Firms Face 100m Euro Fines for Flouting Data Privacy Rules

Internet companies including Facebook, Google, and Yahoo! could face fines of up to EUR 100m (£84.8m) if they break consumer data protection rulings agreed by the EU Civil Liberties Committee yesterday.

Responding to mass surveillance cases, MEPs introduced stronger safeguards for data transfers to non-EU countries, and also agreed on the requirement for explicit consent, a right to erasure, and bigger fines for firms that break the rules.

The EU rulings would give people the right to have their personal data erased on request, which would include what the committee calls the 'right to be forgotten'. Other proposals include limiting the extent to which an Internet firm can profile a consumer, in order to predict factors such as their economic situation, location, health or behaviour.

Companies or organisations found to be flouting these regulations could face fines of up to EUR 100m (£84.8m), or up to 5% of annual worldwide turnover, whichever is the greater.

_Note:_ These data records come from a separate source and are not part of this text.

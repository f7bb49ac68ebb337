//! OneDrive provisioning for a list of users.
//!
//! Requesting a user's default drive triggers provisioning for licensed
//! users whose drive does not exist yet; the request fails until SharePoint
//! finishes, so each user runs through the bounded-retry wrapper.

use crate::bulk::{report, BulkOperation, BulkRunner, OperationError, Payload};
use crate::cmd::{progress, RunFlags};
use crate::config::ConfigManager;
use crate::error::{FailureKind, Result};
use crate::graph::{directory, GraphClient};
use clap::Args;
use colored::Colorize;
use std::path::PathBuf;

#[derive(Args, Debug)]
pub struct ProvisionArgs {
    /// File with user principal names, one per line
    #[arg(short, long)]
    pub users: PathBuf,

    /// Output file for the provisioning report
    #[arg(short, long, default_value = "onedrive-provisioning.csv")]
    pub output: PathBuf,

    /// Output format: csv or json
    #[arg(long, default_value = "csv")]
    pub format: String,

    /// Retry every provisioning failure, not just transient ones. Unknown
    /// users are still reported immediately without retry
    #[arg(long)]
    pub retry_all: bool,

    #[command(flatten)]
    pub run: RunFlags,
}

/// Drive fetch per user. With `retry_all`, permanent provisioning failures
/// are remapped to transient so the wrapper keeps trying; a missing user
/// stays `NotFound` and is never retried.
struct DriveProvision<'a> {
    graph: &'a GraphClient,
    retry_all: bool,
}

impl BulkOperation for DriveProvision<'_> {
    fn describe(&self) -> &str {
        "provisioning drive"
    }

    async fn invoke(&self, identity: &str) -> std::result::Result<Payload, OperationError> {
        let drive = match directory::get_user_drive(self.graph, identity).await {
            Ok(drive) => drive,
            Err(e) => {
                let mut err = OperationError::from(e);
                if self.retry_all && err.kind == FailureKind::Permanent {
                    err.kind = FailureKind::Transient;
                }
                return Err(err);
            }
        };

        let mut payload = Payload::new();
        payload.insert("driveId".to_string(), drive.id);
        if let Some(web_url) = drive.web_url {
            payload.insert("webUrl".to_string(), web_url);
        }
        if let Some(quota) = drive.quota {
            if let Some(total) = quota.total {
                payload.insert("quotaTotal".to_string(), total.to_string());
            }
        }
        Ok(payload)
    }
}

pub async fn provision(args: ProvisionArgs) -> Result<()> {
    println!("{} OneDrive for users...", "Provisioning".cyan().bold());

    let config = ConfigManager::load()?;
    let tenant = config.require_active_tenant()?;
    println!("→ Active tenant: {}", tenant.name.cyan().bold());

    let identities = crate::cmd::read_identities(&args.users)?;
    println!(
        "→ {} user(s) from {}",
        identities.len(),
        args.users.display()
    );
    if args.retry_all {
        println!("→ retry-all: any provisioning failure will be retried");
    }

    let graph = GraphClient::from_config(&config, &tenant.name).await?;

    let run_config = args.run.resolve(&config.load_config()?);
    let op = DriveProvision {
        graph: &graph,
        retry_all: args.retry_all,
    };
    let runner =
        BulkRunner::new(op, run_config).with_cancel(crate::cmd::cancel_on_ctrl_c());

    let bar = progress::create_progress_bar(identities.len() as u64, "Provisioning");
    let summary = runner
        .run_with_observer(&identities, |result| {
            if result.failure_kind == Some(FailureKind::NotFound) {
                bar.println(format!(
                    "  {} {}: user not found",
                    "⚠".yellow().bold(),
                    result.identity
                ));
            }
            bar.inc(1);
        })
        .await?;
    bar.finish_and_clear();

    report::export(&summary, &args.output, args.format.parse()?)?;
    report::print_summary(&summary, "OneDrive Provisioning");
    println!(
        "\n{} Report written to {}",
        "✓".green().bold(),
        args.output.display()
    );

    Ok(())
}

Jan Philipp Albrecht (pictured), a German Green Party politician sponsoring the bill in the EU assembly, commented: 'This evening's vote is a breakthrough for data protection rules in Europe, ensuring that they are up to the challenges of the digital age. This legislation introduces overarching EU rules on data protection, replacing the current patchwork of national laws.'

According to Albrecht, the ball is now in the court of member state governments to agree a position and start negotiations.